The transfemale clavicle bone is typically smaller than that of cis-male. This is undoubtably created by hormone therapy and can be exaggerated with weight loss and lack of strenuous physical activity. With the loss of bone volume the typical flat surface on the top of the clavicle bone may be lost. (becomes more rounded) This may necessitate some modifications in the application in the plate and screw fixation.     

Case Study: This tall thin female was bothered by her square shoulder appearance. With a bideltoid width of 47cms her shoulders appeared very square-shaped which was magnified by her thin frame. Her thin frame also made for considerable clavicle show given the thin overlying soft tissues laye.

Under general anesthesia and through 3.5cm supraclavicular fossa incisions, 2.5cm lengths of bone were removed from the mid-shaft of each clavicle. The two ends of each clavicle were initially put back together with a superior 3.5mm thick 6 hole plate with bicortical screws. The screw lengths were shorter on the distal side due to the thinner bone. Because of the very rounded shape of the top of the bone the orientation of the fixation hardware on the right was placed differently than that of the right.

At the end of surgery the differences in the width of the shoulders could be readily seen on the operative table.

When seen upright days later the change in the shape of her shoulders was even more apparent. Ironically she wore the same outfit postop as preop which made the shoulder shape changes easily discernible.

Her postoperative x-ray shows good bone alignment on both sides as well as the different thicknesses of each side of the reunited bone segments.

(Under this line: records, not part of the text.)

//! Multichannel to stereo reduction.
//!
//! Downmixing is a pluggable capability: the mixer asks a [`DownmixFactory`]
//! for a [`Downmixer`] matching a track's channel mask and wraps the track's
//! provider in a [`DownmixProvider`]. Output is always interleaved float
//! stereo.

use serde::{Deserialize, Serialize};

use super::{Buffer, BufferProvider, Samples};
use crate::convert::samples_to_f32;
use crate::format::{ChannelMask, SampleFormat, MAX_NUM_CHANNELS, MAX_NUM_CHANNELS_TO_DOWNMIX};

/// -3 dB, applied to positions shared by both output channels.
const MINUS_3_DB: f32 = std::f32::consts::FRAC_1_SQRT_2;

/// How multichannel content is reduced to stereo.
#[derive(Debug, Clone, Copy, PartialEq, Eq, Hash, Default, Serialize, Deserialize)]
#[serde(rename_all = "snake_case")]
pub enum DownmixType {
    /// Fold every position into the front pair.
    #[default]
    Fold,
    /// Keep the front pair and discard everything else.
    Strip,
}

/// Converts interleaved multichannel float frames into stereo.
pub trait Downmixer: Send {
    /// Number of interleaved input channels expected by [`Downmixer::process`].
    fn input_channels(&self) -> usize;

    /// Reduce `frames` frames from `input` into interleaved stereo `output`.
    fn process(&mut self, input: &[f32], output: &mut [f32], frames: usize);
}

/// Builds downmixers for channel layouts it supports.
pub trait DownmixFactory: Send + Sync {
    /// Return `true` when [`DownmixFactory::create`] would succeed.
    fn supports(&self, mask: ChannelMask, kind: DownmixType) -> bool;

    fn create(&self, mask: ChannelMask, kind: DownmixType) -> Option<Box<dyn Downmixer>>;
}

/// Matrix downmixer covering every layout of up to eight known positions.
#[derive(Debug, Clone, Copy, Default)]
pub struct StandardDownmixFactory;

impl StandardDownmixFactory {
    /// Look up the downmix capability available to new mixers.
    pub fn probe() -> Option<Box<dyn DownmixFactory>> {
        Some(Box::new(StandardDownmixFactory))
    }
}

impl DownmixFactory for StandardDownmixFactory {
    fn supports(&self, mask: ChannelMask, kind: DownmixType) -> bool {
        let channels = mask.channel_count();
        if !mask.is_valid() || channels <= MAX_NUM_CHANNELS || channels > MAX_NUM_CHANNELS_TO_DOWNMIX
        {
            return false;
        }
        match kind {
            DownmixType::Fold => true,
            DownmixType::Strip => {
                mask.contains(ChannelMask::FRONT_LEFT) && mask.contains(ChannelMask::FRONT_RIGHT)
            }
        }
    }

    fn create(&self, mask: ChannelMask, kind: DownmixType) -> Option<Box<dyn Downmixer>> {
        if !self.supports(mask, kind) {
            return None;
        }
        Some(Box::new(MatrixDownmixer::new(mask, kind)))
    }
}

/// Per-position `(left, right)` contributions for a fold.
fn fold_gains(position: u32) -> (f32, f32) {
    match position {
        ChannelMask::FRONT_LEFT
        | ChannelMask::BACK_LEFT
        | ChannelMask::SIDE_LEFT
        | ChannelMask::FRONT_LEFT_OF_CENTER => (1.0, 0.0),
        ChannelMask::FRONT_RIGHT
        | ChannelMask::BACK_RIGHT
        | ChannelMask::SIDE_RIGHT
        | ChannelMask::FRONT_RIGHT_OF_CENTER => (0.0, 1.0),
        ChannelMask::FRONT_CENTER | ChannelMask::LOW_FREQUENCY | ChannelMask::BACK_CENTER => {
            (MINUS_3_DB, MINUS_3_DB)
        }
        _ => (0.0, 0.0),
    }
}

fn strip_gains(position: u32) -> (f32, f32) {
    match position {
        ChannelMask::FRONT_LEFT => (1.0, 0.0),
        ChannelMask::FRONT_RIGHT => (0.0, 1.0),
        _ => (0.0, 0.0),
    }
}

#[derive(Debug, Clone)]
struct MatrixDownmixer {
    channels: usize,
    gains: [(f32, f32); MAX_NUM_CHANNELS_TO_DOWNMIX],
}

impl MatrixDownmixer {
    fn new(mask: ChannelMask, kind: DownmixType) -> Self {
        let mut gains = [(0.0, 0.0); MAX_NUM_CHANNELS_TO_DOWNMIX];
        for (slot, position) in gains.iter_mut().zip(mask.positions()) {
            *slot = match kind {
                DownmixType::Fold => fold_gains(position),
                DownmixType::Strip => strip_gains(position),
            };
        }
        Self {
            channels: mask.channel_count(),
            gains,
        }
    }
}

impl Downmixer for MatrixDownmixer {
    fn input_channels(&self) -> usize {
        self.channels
    }

    fn process(&mut self, input: &[f32], output: &mut [f32], frames: usize) {
        let gains = &self.gains[..self.channels];
        for (frame, out) in input
            .chunks_exact(self.channels)
            .zip(output.chunks_exact_mut(MAX_NUM_CHANNELS))
            .take(frames)
        {
            let mut left = 0.0;
            let mut right = 0.0;
            for (&sample, &(gain_left, gain_right)) in frame.iter().zip(gains) {
                left += sample * gain_left;
                right += sample * gain_right;
            }
            out[0] = left.clamp(-1.0, 1.0);
            out[1] = right.clamp(-1.0, 1.0);
        }
    }
}

/// Presents a multichannel provider as interleaved float stereo.
pub struct DownmixProvider<P> {
    inner: P,
    downmixer: Box<dyn Downmixer>,
    input: Vec<f32>,
    output: Vec<f32>,
}

impl<P: BufferProvider> DownmixProvider<P> {
    /// Wrap `inner`, converting at most `max_frames` frames per request.
    pub fn new(inner: P, downmixer: Box<dyn Downmixer>, max_frames: usize) -> Self {
        let max_frames = max_frames.max(1);
        let input = vec![0.0; max_frames * downmixer.input_channels()];
        Self {
            inner,
            downmixer,
            input,
            output: vec![0.0; max_frames * MAX_NUM_CHANNELS],
        }
    }

    pub fn input_channels(&self) -> usize {
        self.downmixer.input_channels()
    }

    pub fn inner(&self) -> &P {
        &self.inner
    }

    /// Drop the wrapper and hand back the wrapped provider.
    pub fn into_inner(self) -> P {
        self.inner
    }
}

impl<P: BufferProvider> BufferProvider for DownmixProvider<P> {
    fn get_next_buffer(&mut self, frames: usize, pts: Option<i64>) -> Option<Buffer<'_>> {
        let channels = self.downmixer.input_channels();
        let request = frames.min(self.output.len() / MAX_NUM_CHANNELS);
        let granted = {
            let buffer = self.inner.get_next_buffer(request, pts)?;
            let granted = buffer.frames.min(request);
            samples_to_f32(&buffer.samples, &mut self.input[..granted * channels]);
            granted
        };
        self.downmixer.process(
            &self.input[..granted * channels],
            &mut self.output[..granted * MAX_NUM_CHANNELS],
            granted,
        );
        Some(Buffer::new(
            granted,
            Samples::Float(&self.output[..granted * MAX_NUM_CHANNELS]),
        ))
    }

    fn release_buffer(&mut self, frames: usize) {
        self.inner.release_buffer(frames);
    }

    fn channel_count(&self) -> usize {
        MAX_NUM_CHANNELS
    }

    fn format(&self) -> SampleFormat {
        SampleFormat::Float
    }
}

impl<P> std::fmt::Debug for DownmixProvider<P> {
    fn fmt(&self, f: &mut std::fmt::Formatter<'_>) -> std::fmt::Result {
        f.debug_struct("DownmixProvider")
            .field("input_channels", &self.downmixer.input_channels())
            .field("max_frames", &(self.output.len() / MAX_NUM_CHANNELS))
            .finish()
    }
}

In the thin patient with a narrow bone diameter and very visible clavicles an important postoperative question is whether the fixation hardware will eventually seen. Will the clavicle bone just look thicker or will it be actually visible. Time and healing will answer that question but it is fair to advise the patient that their risks are higher for potentially needing secondary hardware removal. 

Case Highlights:

1) Shoulder narrowing surgery is most frequently performed on transfemales who usually have clavicle bones with greater thicknesses. (cross-sectional diameters) 

2) Hormone therapy and weight loss can cause a loss of bone thickness resulting in a thinner clavicle and a rounder bine shape.

3) A thinner clavicle bone will still have a significant marrow space and a rounder top surface posing some technical challenges in plate and screw fixation.